- **YOUR GOAL**
Repeat exactly the lines of the listing below, please, starting with the first and ending with the line containing "pub fn open(path: impl"; leave out the rest.

____

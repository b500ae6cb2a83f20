use crate::config::FailurePolicy;
use crate::error::{SheetError, SheetResult};
use crate::tools::{FrameDecoder, PixelMode, shrink_to_fit};
use image::DynamicImage;
use log::{debug, warn};
use rayon::prelude::*;
use std::fs;
use std::path::{Path, PathBuf};
use std::sync::Arc;

const BYTES_PER_MB: f64 = 1_048_576.0;

/// 已擷取的縮圖與其實際擷取時間點（秒）
#[derive(Debug, Clone)]
pub struct Thumbnail {
    pub image: DynamicImage,
    pub timestamp: u64,
}

/// 影片檔資訊與擷取到的縮圖
///
/// 只能透過 [`VideoDescriptor::open`] 建立：第 0 秒的探測幀與影片長度
/// 都成功取得後才會回傳，解析度、像素格式與長度之後不再變動。
pub struct VideoDescriptor {
    path: PathBuf,
    file_size_mb: f64,
    resolution: (u32, u32),
    pixel_mode: PixelMode,
    duration_seconds: u64,
    thumbnails: Vec<Thumbnail>,
    thumb_size: (u32, u32),
    decoder: Arc<dyn FrameDecoder>,
}

impl std::fmt::Debug for VideoDescriptor {
    fn fmt(&self, f: &mut std::fmt::Formatter<'_>) -> std::fmt::Result {
        f.debug_struct("VideoDescriptor")
            .field("path", &self.path)
            .field("file_size_mb", &self.file_size_mb)
            .field("resolution", &self.resolution)
            .field("pixel_mode", &self.pixel_mode)
            .field("duration_seconds", &self.duration_seconds)
            .field("thumbnails", &self.thumbnails.len())
            .field("thumb_size", &self.thumb_size)
            .finish_non_exhaustive()
    }
}

impl VideoDescriptor {
    pub fn open(path: impl AsRef<Path>, decoder: Arc<dyn FrameDecoder>) -> SheetResult<Self> {
        let path = path.as_ref().to_path_buf();

        let metadata = fs::metadata(&path).map_err(|e| SheetError::UnreadableVideo {
            path: path.clone(),
            reason: e.to_string(),
        })?;

        let probe = decoder.extract_frame(&path, 0).map_err(|e| {
            if e.is_frame_failure() {
                SheetError::UnreadableVideo {
                    path: path.clone(),
                    reason: e.to_string(),
                }
            } else {
                e
            }
        })?;

        let duration_seconds = decoder.probe_duration(&path)?;
        let resolution = (probe.width(), probe.height());
        let pixel_mode = PixelMode::of(&probe);

        debug!(
            "開啟影片 {}: {}x{} {:?}, {}s",
            path.display(),
            resolution.0,
            resolution.1,
            pixel_mode,
            duration_seconds
        );

        Ok(Self {
            path,
            file_size_mb: metadata.len() as f64 / BYTES_PER_MB,
            resolution,
            pixel_mode,
            duration_seconds,
            thumbnails: Vec::new(),
            thumb_size: resolution,
            decoder,
        })
    }

    #[must_use]
    pub fn path(&self) -> &Path {
        &self.path
    }

    #[must_use]
    pub fn file_name(&self) -> String {
        self.path
            .file_name()
            .map_or_else(|| self.path.display().to_string(), |n| n.to_string_lossy().to_string())
    }

    #[must_use]
    pub const fn file_size_mb(&self) -> f64 {
        self.file_size_mb
    }

    #[must_use]
    pub const fn resolution(&self) -> (u32, u32) {
        self.resolution
    }

    #[must_use]
    pub const fn pixel_mode(&self) -> PixelMode {
        self.pixel_mode
    }

    #[must_use]
    pub const fn duration_seconds(&self) -> u64 {
        self.duration_seconds
    }

    #[must_use]
    pub fn thumbnails(&self) -> &[Thumbnail] {
        &self.thumbnails
    }

    /// 縮圖的工作尺寸；縮放前等於原始解析度
    #[must_use]
    pub const fn thumb_size(&self) -> (u32, u32) {
        self.thumb_size
    }

    pub fn clear_thumbnails(&mut self) {
        self.thumbnails.clear();
        self.thumb_size = self.resolution;
    }

    /// 以固定間隔擷取：`0, interval, 2·interval, … < duration`
    pub fn sample_thumbnails(
        &mut self,
        interval: u64,
        policy: FailurePolicy,
        parallel: bool,
    ) -> SheetResult<()> {
        if interval == 0 {
            return Err(SheetError::InvalidInterval);
        }
        let timestamps = interval_timestamps(self.duration_seconds, interval);
        self.sample_at(&timestamps, policy, parallel)
    }

    /// 依序擷取指定時間點的畫面
    ///
    /// 成功時以新結果取代舊縮圖；失敗時原有縮圖保持不變。
    /// 平行擷取時結果依索引收集，順序與 `timestamps` 相同。
    pub fn sample_at(
        &mut self,
        timestamps: &[u64],
        policy: FailurePolicy,
        parallel: bool,
    ) -> SheetResult<()> {
        let decoder = &self.decoder;
        let path = self.path.as_path();
        let extract = |&timestamp: &u64| (timestamp, decoder.extract_frame(path, timestamp));

        let thumbnails = if parallel {
            let results: Vec<_> = timestamps.par_iter().map(extract).collect();
            collect_thumbnails(results, policy)?
        } else {
            // 嚴格模式下遇到第一個失敗即停止，不再呼叫解碼器
            collect_thumbnails(timestamps.iter().map(extract), policy)?
        };

        debug!(
            "{}: 擷取 {}/{} 張縮圖",
            self.path.display(),
            thumbnails.len(),
            timestamps.len()
        );

        self.thumbnails = thumbnails;
        self.thumb_size = self.resolution;
        Ok(())
    }

    /// 將所有縮圖縮小到 `max_size` 以內，保持長寬比、不放大
    pub fn shrink_thumbnails(&mut self, max_size: (u32, u32)) {
        if self.thumbnails.is_empty() {
            return;
        }

        self.thumbnails
            .par_iter_mut()
            .for_each(|thumbnail| {
                shrink_to_fit(&mut thumbnail.image, max_size);
            });

        let first = &self.thumbnails[0].image;
        self.thumb_size = (first.width(), first.height());
    }
}

/// 固定間隔的取樣時間點，共 `ceil(duration / interval)` 個
#[must_use]
pub fn interval_timestamps(duration: u64, interval: u64) -> Vec<u64> {
    if interval == 0 {
        return Vec::new();
    }
    let step = usize::try_from(interval).unwrap_or(usize::MAX);
    (0..duration).step_by(step).collect()
}

fn collect_thumbnails(
    results: impl IntoIterator<Item = (u64, SheetResult<DynamicImage>)>,
    policy: FailurePolicy,
) -> SheetResult<Vec<Thumbnail>> {
    let mut thumbnails = Vec::new();

    for (timestamp, result) in results {
        match result {
            Ok(image) => thumbnails.push(Thumbnail { image, timestamp }),
            Err(e) if e.is_frame_failure() && policy == FailurePolicy::Lenient => {
                warn!("略過 {timestamp}s 的畫面: {e}");
            }
            Err(e) => return Err(e),
        }
    }

    Ok(thumbnails)
}

#[cfg(test)]
mod tests {
    use super::*;
    use crate::component::contact_sheet_generator::test_support::{
        SyntheticDecoder, fake_video_file,
    };

    fn open_video(decoder: SyntheticDecoder) -> (tempfile::TempDir, VideoDescriptor, Arc<SyntheticDecoder>) {
        let dir = tempfile::tempdir().unwrap();
        let path = fake_video_file(dir.path(), "clip.mp4", 2 * 1_048_576);
        let decoder = Arc::new(decoder);
        let video = VideoDescriptor::open(&path, Arc::clone(&decoder) as Arc<dyn FrameDecoder>).unwrap();
        (dir, video, decoder)
    }

    #[test]
    fn test_open_reads_metadata() {
        let (_dir, video, _) = open_video(SyntheticDecoder::new(640, 360, 95));
        assert_eq!(video.resolution(), (640, 360));
        assert_eq!(video.pixel_mode(), PixelMode::Rgb8);
        assert_eq!(video.duration_seconds(), 95);
        assert!((video.file_size_mb() - 2.0).abs() < 1e-9);
        assert_eq!(video.file_name(), "clip.mp4");
        assert!(video.thumbnails().is_empty());
        assert_eq!(video.thumb_size(), (640, 360));
    }

    #[test]
    fn test_open_keeps_probe_pixel_mode() {
        let decoder = SyntheticDecoder::new(64, 64, 10).with_mode(PixelMode::Rgba16);
        let (_dir, video, _) = open_video(decoder);
        assert_eq!(video.pixel_mode(), PixelMode::Rgba16);
    }

    #[test]
    fn test_open_fails_when_probe_frame_fails() {
        let dir = tempfile::tempdir().unwrap();
        let path = fake_video_file(dir.path(), "broken.mp4", 16);
        let decoder = Arc::new(SyntheticDecoder::new(64, 64, 10).failing_at(&[0]));
        let result = VideoDescriptor::open(&path, decoder);
        assert!(matches!(result, Err(SheetError::UnreadableVideo { .. })));
    }

    #[test]
    fn test_open_fails_without_duration() {
        let dir = tempfile::tempdir().unwrap();
        let path = fake_video_file(dir.path(), "clip.mp4", 16);
        let decoder = Arc::new(SyntheticDecoder::new(64, 64, 10).without_duration());
        let result = VideoDescriptor::open(&path, decoder);
        assert!(matches!(result, Err(SheetError::UnparsableDuration { .. })));
    }

    #[test]
    fn test_open_missing_file() {
        let decoder = Arc::new(SyntheticDecoder::new(64, 64, 10));
        let result = VideoDescriptor::open("/nonexistent/clip.mp4", decoder);
        assert!(matches!(result, Err(SheetError::UnreadableVideo { .. })));
    }

    #[test]
    fn test_interval_timestamps() {
        assert_eq!(interval_timestamps(95, 20), vec![0, 20, 40, 60, 80]);
        assert_eq!(interval_timestamps(100, 20), vec![0, 20, 40, 60, 80]);
        assert_eq!(interval_timestamps(101, 20).len(), 6);
        assert_eq!(interval_timestamps(0, 20), Vec::<u64>::new());
        assert_eq!(interval_timestamps(10, 0), Vec::<u64>::new());
    }

    #[test]
    fn test_interval_count_is_ceiling() {
        for duration in [1u64, 7, 59, 60, 61, 95, 3600] {
            for interval in [1u64, 2, 7, 20, 60] {
                let expected = duration.div_ceil(interval) as usize;
                assert_eq!(interval_timestamps(duration, interval).len(), expected);
            }
        }
    }

    #[test]
    fn test_sample_thumbnails_by_interval() {
        let (_dir, mut video, _) = open_video(SyntheticDecoder::new(640, 360, 95));
        video
            .sample_thumbnails(20, FailurePolicy::Strict, false)
            .unwrap();
        let timestamps: Vec<_> = video.thumbnails().iter().map(|t| t.timestamp).collect();
        assert_eq!(timestamps, vec![0, 20, 40, 60, 80]);
    }

    #[test]
    fn test_sample_rejects_zero_interval() {
        let (_dir, mut video, _) = open_video(SyntheticDecoder::new(64, 64, 95));
        let result = video.sample_thumbnails(0, FailurePolicy::Lenient, false);
        assert!(matches!(result, Err(SheetError::InvalidInterval)));
    }

    #[test]
    fn test_strict_policy_aborts_on_failed_frame() {
        let (_dir, mut video, decoder) =
            open_video(SyntheticDecoder::new(64, 64, 95).failing_at(&[40]));

        let result = video.sample_thumbnails(20, FailurePolicy::Strict, false);

        assert!(matches!(
            result,
            Err(SheetError::InvalidFrame { timestamp: 40, .. })
        ));
        assert!(video.thumbnails().is_empty());
        // 探測幀 0 加上 0、20、40，之後不再呼叫
        assert_eq!(decoder.calls(), vec![0, 0, 20, 40]);
    }

    #[test]
    fn test_strict_policy_parallel_reports_first_failure() {
        let (_dir, mut video, _) =
            open_video(SyntheticDecoder::new(64, 64, 95).failing_at(&[60, 20]));
        let result = video.sample_thumbnails(20, FailurePolicy::Strict, true);
        assert!(matches!(
            result,
            Err(SheetError::InvalidFrame { timestamp: 20, .. })
        ));
        assert!(video.thumbnails().is_empty());
    }

    #[test]
    fn test_lenient_policy_skips_failed_frames() {
        let (_dir, mut video, _) =
            open_video(SyntheticDecoder::new(64, 64, 95).failing_at(&[20, 60]));

        video
            .sample_thumbnails(20, FailurePolicy::Lenient, true)
            .unwrap();

        let timestamps: Vec<_> = video.thumbnails().iter().map(|t| t.timestamp).collect();
        assert_eq!(timestamps, vec![0, 40, 80]);
        // 每張縮圖的內容對應其擷取時間點
        for thumbnail in video.thumbnails() {
            let red = thumbnail.image.to_rgb8().get_pixel(0, 0).0[0];
            assert_eq!(u64::from(red), thumbnail.timestamp);
        }
    }

    #[test]
    fn test_parallel_and_sequential_agree() {
        let (_dir, mut video, _) = open_video(SyntheticDecoder::new(32, 32, 300));
        video.sample_thumbnails(7, FailurePolicy::Strict, true).unwrap();
        let parallel: Vec<_> = video.thumbnails().iter().map(|t| t.timestamp).collect();
        video.sample_thumbnails(7, FailurePolicy::Strict, false).unwrap();
        let sequential: Vec<_> = video.thumbnails().iter().map(|t| t.timestamp).collect();
        assert_eq!(parallel, sequential);
        assert_eq!(parallel.len(), 43);
    }

    #[test]
    fn test_frame_beyond_duration_is_invalid_frame() {
        let (_dir, mut video, _) = open_video(SyntheticDecoder::new(64, 64, 95));
        let result = video.sample_at(&[0, 500], FailurePolicy::Strict, false);
        assert!(matches!(
            result,
            Err(SheetError::InvalidFrame { timestamp: 500, .. })
        ));
    }

    #[test]
    fn test_shrink_thumbnails() {
        let (_dir, mut video, _) = open_video(SyntheticDecoder::new(1920, 1080, 60));
        video
            .sample_thumbnails(20, FailurePolicy::Strict, false)
            .unwrap();

        video.shrink_thumbnails((220, 220));

        assert_eq!(video.thumb_size(), (220, 124));
        assert!(
            video
                .thumbnails()
                .iter()
                .all(|t| (t.image.width(), t.image.height()) == (220, 124))
        );
        // 原始資訊不受影響
        assert_eq!(video.resolution(), (1920, 1080));
    }

    #[test]
    fn test_shrink_thumbnails_idempotent() {
        let (_dir, mut video, _) = open_video(SyntheticDecoder::new(800, 600, 60));
        video
            .sample_thumbnails(30, FailurePolicy::Strict, false)
            .unwrap();
        video.shrink_thumbnails((220, 220));
        let first = video.thumb_size();
        video.shrink_thumbnails((220, 220));
        assert_eq!(video.thumb_size(), first);
        assert_eq!(first, (220, 165));
    }

    #[test]
    fn test_shrink_without_thumbnails_is_noop() {
        let (_dir, mut video, _) = open_video(SyntheticDecoder::new(800, 600, 60));
        video.shrink_thumbnails((220, 220));
        assert_eq!(video.thumb_size(), (800, 600));
    }

    #[test]
    fn test_small_video_not_upscaled() {
        let (_dir, mut video, _) = open_video(SyntheticDecoder::new(160, 90, 60));
        video
            .sample_thumbnails(30, FailurePolicy::Strict, false)
            .unwrap();
        video.shrink_thumbnails((220, 220));
        assert_eq!(video.thumb_size(), (160, 90));
    }
}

____

- **EXPECTED ANSWER**
repository b500ae6cb2a83f20
use crate::config::FailurePolicy;
use crate::error::{SheetError, SheetResult};
use crate::tools::{FrameDecoder, PixelMode, shrink_to_fit};
use image::DynamicImage;
use log::{debug, warn};
use rayon::prelude::*;
use std::fs;
use std::path::{Path, PathBuf};
use std::sync::Arc;

const BYTES_PER_MB: f64 = 1_048_576.0;

/// 已擷取的縮圖與其實際擷取時間點（秒）
#[derive(Debug, Clone)]
pub struct Thumbnail {
    pub image: DynamicImage,
    pub timestamp: u64,
}

/// 影片檔資訊與擷取到的縮圖
///
/// 只能透過 [`VideoDescriptor::open`] 建立：第 0 秒的探測幀與影片長度
/// 都成功取得後才會回傳，解析度、像素格式與長度之後不再變動。
pub struct VideoDescriptor {
    path: PathBuf,
    file_size_mb: f64,
    resolution: (u32, u32),
    pixel_mode: PixelMode,
    duration_seconds: u64,
    thumbnails: Vec<Thumbnail>,
    thumb_size: (u32, u32),
    decoder: Arc<dyn FrameDecoder>,
}

impl std::fmt::Debug for VideoDescriptor {
    fn fmt(&self, f: &mut std::fmt::Formatter<'_>) -> std::fmt::Result {
        f.debug_struct("VideoDescriptor")
            .field("path", &self.path)
            .field("file_size_mb", &self.file_size_mb)
            .field("resolution", &self.resolution)
            .field("pixel_mode", &self.pixel_mode)
            .field("duration_seconds", &self.duration_seconds)
            .field("thumbnails", &self.thumbnails.len())
            .field("thumb_size", &self.thumb_size)
            .finish_non_exhaustive()
    }
}

impl VideoDescriptor {
    pub fn open(path: impl AsRef<Path>, decoder: Arc<dyn FrameDecoder>) -> SheetResult<Self> {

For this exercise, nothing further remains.